Seeing in the degradation of the environment not only the destruction of the basis of our physical lives but also an assault on the human spirit and the desecration of something inherently sacred, some are developing an ecology that includes science but that goes beyond quick technological fixes. David Suzuki, Canada's most prominent environmentalist, looking back on his own early career as a geneticist in the 1960s, remarked: "It is amazing, how much we accomplished and how little we understood" (Suzuki, 2002, Part I). Suzuki began to "understand" after coming into contact with the native Haida community, finding that the old creation myths had a better grasp of the "big picture" than modern science. James Lovelock, a biochemist by profession, struck by the interdependence of all components of our biosystem - the earth in conjunction with its creatures is actively creating and maintaining the conditions for the emergence and continuance of life - revived the ancient myth of the Greek Goddess Gaia to give a name to the "super-organism" that is earth.

Awe and wonderment, for Aristotle the source of philosophy, are returning to a science that believed that it had done away with all mysteries. Ernst Mayr, the great biologist-scholar confessed: "Virtually all biologists are religious in the deeper sense of the word, even though it may be a religion without revelation, as it was called by Julian Huxley. The unknown, and perhaps the unknowable, instills in us a sense of humility and awe" (Mayr, 1982, p. 81). Science is moving away from the mechanistic, materialistic, reductionist ideology that was adopted by nineteenth century theorists. Quantum Physics' principle of indeterminacy has overturned the old deterministic philosophy. Matter, once so confidently identified with reality as such, is dissolving into an ever-growing particle-zoo exhibiting short-lived bizarre phenomena. Though much more is known today about the chemistry of biological processes than a century ago, the belief in having solved the mystery of life by describing the physical-chemical processes in cells has been abandoned.

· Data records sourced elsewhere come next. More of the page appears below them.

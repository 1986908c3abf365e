use std::num::NonZeroUsize;
use std::thread;

use crate::filtering::domain::frame_filter::FrameFilter;
use crate::filtering::domain::kernel::Kernel3x3;
use crate::shared::error::FilterError;
use crate::shared::frame::{Frame, CHANNELS};

use super::convolve;

/// Row-parallel convolution backend.
///
/// The output buffer is split into contiguous row bands, one scoped thread
/// per band. Clamp-to-edge border handling makes every output row depend
/// only on the read-only input, so the bands need no synchronization and
/// the result is byte-identical to [`CpuConvolutionFilter`].
///
/// [`CpuConvolutionFilter`]: super::cpu_convolution_filter::CpuConvolutionFilter
pub struct ThreadedConvolutionFilter {
    coefficients: [f32; 9],
    threads: usize,
}

impl ThreadedConvolutionFilter {
    /// Uses one band per available CPU.
    pub fn new(kernel: Kernel3x3) -> Self {
        let threads = thread::available_parallelism()
            .map(NonZeroUsize::get)
            .unwrap_or(1);
        Self::with_threads(kernel, threads)
    }

    pub fn with_threads(kernel: Kernel3x3, threads: usize) -> Self {
        Self {
            coefficients: kernel.effective(),
            threads: threads.max(1),
        }
    }
}

impl FrameFilter for ThreadedConvolutionFilter {
    fn apply(&self, frame: &Frame) -> Result<Frame, FilterError> {
        let width = frame.width() as usize;
        let height = frame.height() as usize;
        let row_bytes = width * CHANNELS;

        let len = frame.data().len();
        let mut out: Vec<u8> = Vec::new();
        out.try_reserve_exact(len)?;
        out.resize(len, 0);

        let bands = self.threads.min(height);
        let rows_per_band = height.div_ceil(bands);
        log::debug!(
            "convolving {width}x{height} frame across {bands} row bands of up to {rows_per_band} rows"
        );

        let src = frame.data();
        let coefficients = &self.coefficients;
        thread::scope(|scope| {
            for (band, chunk) in out.chunks_mut(rows_per_band * row_bytes).enumerate() {
                let y_start = band * rows_per_band;
                scope.spawn(move || {
                    convolve::convolve_rows(src, width, height, coefficients, y_start, chunk);
                });
            }
        });

        Frame::from_rgba(out, frame.width(), frame.height())
    }
}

There is a new readiness among scientists and religionists to make common cause in the face of major challenges to the well-being of humankind: what could be a greater challenge that the impending climate-change? By providing a spiritual motivation to efforts to "save the earth," religious leaders can give a new dimension to the common endeavor and enlist a far greater number of people in the effort. Seeing something sacred in nature also widens the scope of environmentalism.

Increasingly, ecologists realize that our attitude to nature has much to do with our relationship to fellow-humans: living in peace with nature and maintaining peace among humans are strongly correlated! One of the documents that spells that out most clearly is the Club of Budapest's "Manifesto on Planetary Consciousness" that covers not only ecology in the more technical sense, but also world peace and the further evolution of humankind (Laszlo, 2008, pp. 133-139).